Negara-negara miskin tempat perusahaan global memiliki pabrik dan operasi lainnya juga mendapat keuntungan, tapi tidak sebanyak yang mereka kira seharusnya. Sebuah studi pada 2018 menyimpulkan bahwa sekitar 40% dari keuntungan perusahaan multinasional dialihkan ke negara-negara dengan pajak rendah. Untuk itulah, negara-negara G-7 mendesakkan proposalnya itu. Sejumlah negara juga mulai menghilangkan aturan pajak rendah mereka. Sejak akhir 2019, misalnya, Uni Eropa (UE) mencoret Swiss, Uni Emirat Arab, dan Kepulauan Mauritius dari daftar negara suaka pajak (tax haven). Ketiga negara itu dinilai telah berkomitmen mengubah aturan pajak mereka agar sesuai dengan standar UE.
Pada akhir 2017, UE yang beranggotakan 28 negara itu pernah membuat daftar hitam dan daftar abu-abu negara yang kerap menjadi tujuan para pengemplang pajak. Daftar itu dibentuk setelah terungkap skema penghindaran pajak luas yang biasa digunakan perusahaan maupun individu untuk menurunkan tagihan pajak mereka. Gempuran terhadap wilayah surga pajak pun bakal berlanjut.
Lalu, apa untungnya situasi tersebut buat Indonesia? Secara signifikan, memang belum terlalu tampak pengaruhnya bagi penerimaan Indonesia. Namun, kian banyaknya tekanan terhadap wilayah surga pajak membuat transparansi global semakin meningkat. Dengan begitu, kemungkinan gerak pengemplang pajak tak lagi sebebas sebelumnya.
Apalagi, Indonesia terus menjalin kerja sama pertukaran informasi untuk kepentingan perpajakan dengan sejumlah negara, termasuk dengan negara yang sebelumnya masuk kawasan surga pajak seperti Swiss. Semakin banyak negara bekerja sama dalam pertukaran informasi dan transparansi dengan Indonesia, di mana pun dana ditempatkan akan mudah dideteksi.

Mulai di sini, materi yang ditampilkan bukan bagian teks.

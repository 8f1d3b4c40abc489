use std::path::PathBuf;

use clap::{Args, Parser, Subcommand};

use super::commands::{
    alter::AlterArgs, delete::DeleteArgs, insert::InsertArgs, restore::RestoreArgs, select::SelectArgs,
    update::UpdateArgs,
};

#[derive(Debug, Parser)]
#[command(name = "squril", version, about = "Structured query URI language engine")]
pub struct Cli {
    #[command(flatten)]
    pub backend: BackendArgs,

    #[command(subcommand)]
    pub command: Command,
}

/// Which store to connect to, and how. Exactly one of `db_path` (embedded)
/// or `host` (server) must be given.
#[derive(Debug, Clone, Args)]
pub struct BackendArgs {
    /// Path to a SQLite database file; selects the embedded dialect.
    #[arg(long, global = true, value_name = "PATH")]
    pub db_path: Option<PathBuf>,

    /// PostgreSQL host; selects the server dialect.
    #[arg(long, global = true)]
    pub host: Option<String>,

    #[arg(long, global = true, default_value_t = 5432)]
    pub port: u16,

    #[arg(long, global = true, default_value = "squril")]
    pub dbname: String,

    #[arg(long, global = true, default_value = "squril")]
    pub user: String,

    #[arg(long, global = true)]
    pub password: Option<String>,

    #[arg(long, global = true)]
    pub schema: Option<String>,

    #[arg(long, global = true)]
    pub schema_pattern: Option<String>,

    #[arg(long, global = true)]
    pub backup_days: Option<i64>,

    #[arg(long, global = true, default_value_t = false)]
    pub update_all_view: bool,

    #[arg(long, global = true)]
    pub requestor: Option<String>,

    #[arg(long, global = true)]
    pub requestor_name: Option<String>,
}

#[derive(Debug, Subcommand)]
pub enum Command {
    Insert(InsertArgs),
    Select(SelectArgs),
    Update(UpdateArgs),
    Delete(DeleteArgs),
    Alter(AlterArgs),
    Restore(RestoreArgs),
}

Selama ini, pemerintah dibuat masygul oleh ulah para pengemplang pajak. Itu pula yang membuat program tax amnesty yang pernah ditempuh Indonesia pada 2017 tidak menggembirakan. Berdasarkan data Ditjen Pajak Kementerian Keuangan, jumlah dana yang berhasil dibawa masuk ke Indonesia (repatriasi) dari program pengampunan pajak tersebut Rp146,7 triliun atau hanya sekitar 3% dari total deklarasi harta yang mencapai Rp4.669 triliun.

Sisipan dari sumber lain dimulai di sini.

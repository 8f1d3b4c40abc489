//! Clause terms: the parsed shape of one comma-separated item inside a
//! `select=`, `where=`, `order=`, `range=`, `set=`, `group_by=`, or
//! `alter=` clause.

use crate::ast::element::{SelectElement, parse_path};
use crate::error::{SqurilError, SqurilResult};

/// Aggregate functions a select term may be wrapped in.
#[derive(Debug, Clone, Copy, PartialEq, Eq)]
pub enum AggregateFn {
    Count,
    Avg,
    Sum,
    Min,
    Max,
    MinTs,
    MaxTs,
}

impl AggregateFn {
    const ALL: &'static [(&'static str, Self)] = &[
        ("count", Self::Count),
        ("avg", Self::Avg),
        ("sum", Self::Sum),
        ("min", Self::Min),
        ("max", Self::Max),
        ("min_ts", Self::MinTs),
        ("max_ts", Self::MaxTs),
    ];

    #[must_use]
    pub fn as_str(self) -> &'static str {
        Self::ALL
            .iter()
            .find(|(_, variant)| *variant == self)
            .map(|(name, _)| *name)
            .expect("every variant is listed in ALL")
    }

    /// The underlying SQL aggregate name, with the `_ts` suffix (a cosmetic
    /// marker meaning "this aggregates a timestamp-shaped value") stripped.
    #[must_use]
    pub fn sql_name(self) -> &'static str {
        match self {
            Self::Count => "count",
            Self::Avg => "avg",
            Self::Sum => "sum",
            Self::Min | Self::MinTs => "min",
            Self::Max | Self::MaxTs => "max",
        }
    }
}

/// A select term: an optional aggregate wrapper around a dotted path.
#[derive(Debug, Clone, PartialEq, Eq)]
pub struct SelectTerm {
    /// The term exactly as given by the caller, aggregate wrapper included.
    pub raw: String,
    /// The dotted path text, aggregate wrapper stripped (what the original
    /// implementation calls `term.original`).
    pub path_text: String,
    /// `path_text` truncated at the first `[`, used to name the bare target
    /// of a sub-selection.
    pub bare_term: String,
    pub elements: Vec<SelectElement>,
    pub aggregate: Option<AggregateFn>,
}

impl SelectTerm {
    pub fn parse(raw: &str) -> SqurilResult<Self> {
        Self::parse_with(raw, true)
    }

    /// Parse without permitting an aggregate wrapper — used by `group_by=`,
    /// which forbids aggregates on its terms.
    pub fn parse_plain(raw: &str) -> SqurilResult<Self> {
        for (name, _) in AggregateFn::ALL {
            if raw.starts_with(&format!("{name}(")) {
                return Err(SqurilError::parse(
                    "group_by keys cannot contain functions",
                ));
            }
        }
        Self::parse_with(raw, false)
    }

    fn parse_with(raw: &str, allow_aggregate: bool) -> SqurilResult<Self> {
        let mut aggregate = None;
        let mut path_text = raw.to_string();
        if allow_aggregate {
            for (name, variant) in AggregateFn::ALL {
                let prefix = format!("{name}(");
                if raw.starts_with(&prefix) && raw.ends_with(')') {
                    aggregate = Some(*variant);
                    path_text = raw[prefix.len()..raw.len() - 1].to_string();
                    break;
                }
            }
        }
        let bare_term = path_text.split('[').next().unwrap_or(&path_text).to_string();
        let elements = parse_path(&path_text)?;
        Ok(Self {
            raw: raw.to_string(),
            path_text,
            bare_term,
            elements,
            aggregate,
        })
    }
}

/// Logical combinator joining a `where=` term to the ones before it.
#[derive(Debug, Clone, Copy, PartialEq, Eq)]
pub enum Combinator {
    And,
    Or,
}

impl Combinator {
    #[must_use]
    pub fn as_sql(self) -> &'static str {
        match self {
            Self::And => "and",
            Self::Or => "or",
        }
    }
}

/// One `where=` term: parenthesis nesting, combinator, path, operator
/// (already normalized the way the original parser normalizes `not.is` to
/// `is.not`), and a raw value string.
#[derive(Debug, Clone, PartialEq, Eq)]
pub struct WhereTerm {
    pub raw: String,
    pub groups_open: u32,
    pub groups_close: u32,
    pub combinator: Option<Combinator>,
    pub select_term: SelectTerm,
    /// Normalized operator token, e.g. `"eq"`, `"not.like"`, `"is.not"`.
    pub op: String,
    pub value: String,
}

impl WhereTerm {
    pub fn parse(raw: &str) -> SqurilResult<Self> {
        let mut groups_open = 0u32;
        let mut groups_close = 0u32;
        let mut stripped = String::with_capacity(raw.len());
        let mut is_quoted = false;
        let mut prev: Option<char> = None;
        for ch in raw.chars() {
            if ch == '\'' && prev != Some('\\') {
                is_quoted = !is_quoted;
            }
            if (ch == '(' || ch == ')') && !is_quoted {
                if ch == '(' {
                    groups_open += 1;
                } else {
                    groups_close += 1;
                }
            } else {
                stripped.push(ch);
            }
            prev = Some(ch);
        }

        let mut rest = stripped.as_str();
        let mut combinator = None;
        if let Some(after) = rest.strip_prefix("and:") {
            combinator = Some(Combinator::And);
            rest = after;
        } else if let Some(after) = rest.strip_prefix("or:") {
            combinator = Some(Combinator::Or);
            rest = after;
        }

        let (term, op, value) = split_term_op_value(rest)?;
        let op = normalize_op(&op);
        let select_term = SelectTerm::parse(&term)?;

        Ok(Self {
            raw: raw.to_string(),
            groups_open,
            groups_close,
            combinator,
            select_term,
            op,
            value,
        })
    }
}

/// Split `<path>=<op>.<value>`, honoring the quirky "not." op-prefix
/// absorption and single-quote value escaping the original parser performs
/// one character at a time.
fn split_term_op_value(input: &str) -> SqurilResult<(String, String, String)> {
    let mut term = String::new();
    let mut term_found = false;
    let mut op = String::new();
    let mut op_found = false;
    let mut value = String::new();
    let mut negated_ops = 0u8;
    let mut prev: Option<char> = None;

    for ch in input.chars() {
        if !term_found {
            if ch != '=' {
                term.push(ch);
            } else {
                term_found = true;
            }
        } else if !op_found {
            if ch != '.' {
                op.push(ch);
            } else if op.starts_with("not") {
                if negated_ops == 1 {
                    op_found = true;
                } else {
                    negated_ops += 1;
                    op.push(ch);
                }
            } else {
                op_found = true;
            }
        } else {
            if ch == '\'' && prev != Some('\\') {
                prev = Some(ch);
                continue;
            }
            if ch == '\\' {
                prev = Some(ch);
                continue;
            }
            if ch == '\'' && prev == Some('\\') {
                value.push_str("''");
            } else {
                value.push(ch);
            }
        }
        prev = Some(ch);
    }

    if !term_found {
        return Err(SqurilError::parse(format!(
            "where term `{input}` is missing `=`"
        )));
    }
    Ok((term, op, value))
}

fn normalize_op(op: &str) -> String {
    if op == "not.is" {
        "is.not".to_string()
    } else {
        op.to_string()
    }
}

/// One `order=` term: a path plus ascending/descending direction.
#[derive(Debug, Clone, PartialEq, Eq)]
pub struct OrderTerm {
    pub select_term: SelectTerm,
    pub descending: bool,
}

impl OrderTerm {
    pub fn parse(raw: &str) -> SqurilResult<Self> {
        let (path, direction) = raw
            .rsplit_once('.')
            .ok_or_else(|| SqurilError::parse(format!("order term `{raw}` is missing a direction")))?;
        let descending = match direction {
            "desc" => true,
            "asc" => false,
            other => {
                return Err(SqurilError::parse(format!(
                    "order direction must be `asc` or `desc`, got `{other}`"
                )));
            }
        };
        Ok(Self {
            select_term: SelectTerm::parse(path)?,
            descending,
        })
    }
}

/// One `range=` term: `[start, end)`.
#[derive(Debug, Clone, Copy, PartialEq, Eq)]
pub struct RangeTerm {
    pub start: i64,
    pub end: i64,
}

impl RangeTerm {
    pub fn parse(raw: &str) -> SqurilResult<Self> {
        let (start, end) = raw
            .split_once('.')
            .ok_or_else(|| SqurilError::parse(format!("range term `{raw}` must be `start.end`")))?;
        let start = start
            .parse::<i64>()
            .map_err(|_| SqurilError::parse(format!("invalid range start `{start}`")))?;
        let end = end
            .parse::<i64>()
            .map_err(|_| SqurilError::parse(format!("invalid range end `{end}`")))?;
        Ok(Self { start, end })
    }
}

/// One `set=` term.
#[derive(Debug, Clone, PartialEq, Eq)]
pub enum SetTerm {
    /// `k` or nested `a.b` / `a.b[N]` / `a[N|k]` — change or add a key.
    Assign { select_term: SelectTerm },
    /// `-k` — remove a top-level key.
    Remove { key: String },
    /// `*` — replace the whole document.
    ReplaceAll,
}

impl SetTerm {
    pub fn parse(raw: &str) -> SqurilResult<Self> {
        if raw == "*" {
            return Ok(Self::ReplaceAll);
        }
        if let Some(key) = raw.strip_prefix('-') {
            return Ok(Self::Remove {
                key: key.to_string(),
            });
        }
        let select_term = SelectTerm::parse(raw)?;
        if select_term.aggregate.is_some() {
            return Err(SqurilError::parse(format!(
                "set term `{raw}` cannot use an aggregate function"
            )));
        }
        for element in &select_term.elements {
            if matches!(
                element,
                SelectElement::ArrayBroadcastSingle { .. } | SelectElement::ArrayBroadcastMultiple { .. }
            ) {
                return Err(SqurilError::parse(format!(
                    "set term `{raw}` cannot use broadcast selection"
                )));
            }
            if matches!(element, SelectElement::ArraySpecificMultiple { .. }) {
                return Err(SqurilError::parse(format!(
                    "set term `{raw}` cannot select multiple sub-keys"
                )));
            }
        }
        Ok(Self::Assign { select_term })
    }

    /// The top-level key this term targets, used to look it up in the
    /// update payload and to build restore set-queries.
    #[must_use]
    pub fn top_level_key(&self) -> Option<&str> {
        match self {
            Self::Assign { select_term } => select_term.elements.first().map(SelectElement::key),
            Self::Remove { key } => Some(key.as_str()),
            Self::ReplaceAll => None,
        }
    }
}

/// One `group_by=` term — a bare path, aggregates forbidden.
pub type GroupByTerm = SelectTerm;

/// The `alter=` clause: only `name=eq.<new_name>` is accepted.
#[derive(Debug, Clone, PartialEq, Eq)]
pub struct AlterTerm {
    pub new_name: String,
}

impl AlterTerm {
    pub fn parse(raw: &str) -> SqurilResult<Self> {
        let term = WhereTerm::parse(raw)?;
        if term.select_term.bare_term != "name" {
            return Err(SqurilError::parse(
                "alter statements are limited to the `name` attribute",
            ));
        }
        if term.op != "eq" {
            return Err(SqurilError::parse(format!(
                "rename requires the `eq` operator, not `{}`",
                term.op
            )));
        }
        Ok(Self {
            new_name: term.value,
        })
    }
}

#[cfg(test)]
mod tests {
    use super::*;

    #[test]
    fn parses_aggregate_wrapper() {
        let term = SelectTerm::parse("count(*)").unwrap();
        assert_eq!(term.aggregate, Some(AggregateFn::Count));
        assert_eq!(term.path_text, "*");
    }

    #[test]
    fn where_term_parses_quoted_value_with_escape() {
        let term = WhereTerm::parse(r"loop=eq.'g\'n kat oor die pad'").unwrap();
        assert_eq!(term.op, "eq");
        assert_eq!(term.value, "g''n kat oor die pad");
    }

    #[test]
    fn where_term_normalizes_not_is() {
        let term = WhereTerm::parse("a=not.is.null").unwrap();
        assert_eq!(term.op, "is.not");
    }

    #[test]
    fn where_term_keeps_not_like() {
        let term = WhereTerm::parse("a=not.like.foo*").unwrap();
        assert_eq!(term.op, "not.like");
        assert_eq!(term.value, "foo*");
    }

    #[test]
    fn where_term_tracks_groups_and_combinator() {
        let term = WhereTerm::parse("(and:a=eq.1)").unwrap();
        assert_eq!(term.groups_open, 1);
        assert_eq!(term.groups_close, 1);
        assert_eq!(term.combinator, Some(Combinator::And));
    }

    #[test]
    fn order_term_parses_direction() {
        let term = OrderTerm::parse("a.b.desc").unwrap();
        assert!(term.descending);
        assert_eq!(term.select_term.path_text, "a.b");
    }

    #[test]
    fn range_term_parses_bounds() {
        let term = RangeTerm::parse("0.10").unwrap();
        assert_eq!(term.start, 0);
        assert_eq!(term.end, 10);
    }

    #[test]
    fn set_term_rejects_nested_broadcast() {
        let err = SetTerm::parse("a[*|h]").unwrap_err();
        assert!(err.to_string().contains("broadcast"));
    }

    #[test]
    fn set_term_parses_remove() {
        let term = SetTerm::parse("-k").unwrap();
        assert_eq!(term.top_level_key(), Some("k"));
    }

    #[test]
    fn alter_term_requires_name_eq() {
        let err = AlterTerm::parse("other=eq.new").unwrap_err();
        assert!(err.to_string().contains("name"));
    }

    #[test]
    fn alter_term_parses_new_name() {
        let term = AlterTerm::parse("name=eq.new_table").unwrap();
        assert_eq!(term.new_name, "new_table");
    }
}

Dana repatriasi tersebut didominasi enam negara, yaitu Singapura Rp84,52 triliun, Caymand Island Rp16,51 triliun, Hong Kong Rp16,28 triliun, Virgin Island Rp6,58 triliun, dan Tiongkok Rp3,65 triliun. Sebagian wilayah tersebut tergolong surga pajak.
Kini, pemerintah bermaksud mengulangi lagi tax amnesty jilid II. Harapannya, dana repatriasi yang didulang melampaui dari apa yang didapat dari pengampunan pajak jilid I. Selain itu, deklarasi harta juga meningkat, data babon wajib pajak lebih lengkap nan akurat, walhasil rasio pajak terhadap produk domestik bruto juga meningkat. Pro dan kontra pun terjadi.
Saya sepakat dengan pengampunan pajak jilid II tersebut dengan syarat kali ini yang terakhir, tidak ada jilid lanjutan. Selain itu, tax amnesty wajib dibarengi dengan reformasi perpajakan yang menyeluruh. Tanpa itu, pengampunan pajak sekadar cara instan yang tak berpengaruh jangka panjang pada rasio perpajakan kita. Tanpa itu, pengampunan pajak II tidak akan menyelesaikan masalah kekurangan pajak atau shortfall pajak yang dialami Indonesia.
Hingga kini, tax ratio kita tak pernah menyentuh angka 15% sesuai dengan standar internasional. Direktorat Jenderal Pajak mencatat, dalam 10 tahun terakhir, capaian tertinggi tax ratio terjadi pada 2012, yakni 14%. Selebihnya di rentang 10,7% hingga 13,8%. Tahun lalu, karena dampak pandemi covid-19 tax ratio kita malah di bawah 10%. Tahun ini ditargetkan kurang dari 9%.
Era pajak rendah dan surga pajak yang kian memasuki senja kala mestinya dimanfaatkan sebaik mungkin bagi Indonesia untuk lebih fokus dalam mereformasi perpajakan dengan menyempurnakan regulasi, memperbaiki administrasi, meningkatkan pelayanan, dan konsisten melakukan pengawasan kepatuhan. Dengan sistem perpajakan yang kuat, kredibel, dan akuntabel akan menghasilkan penerimaan yang optimal dan berkelanjutan.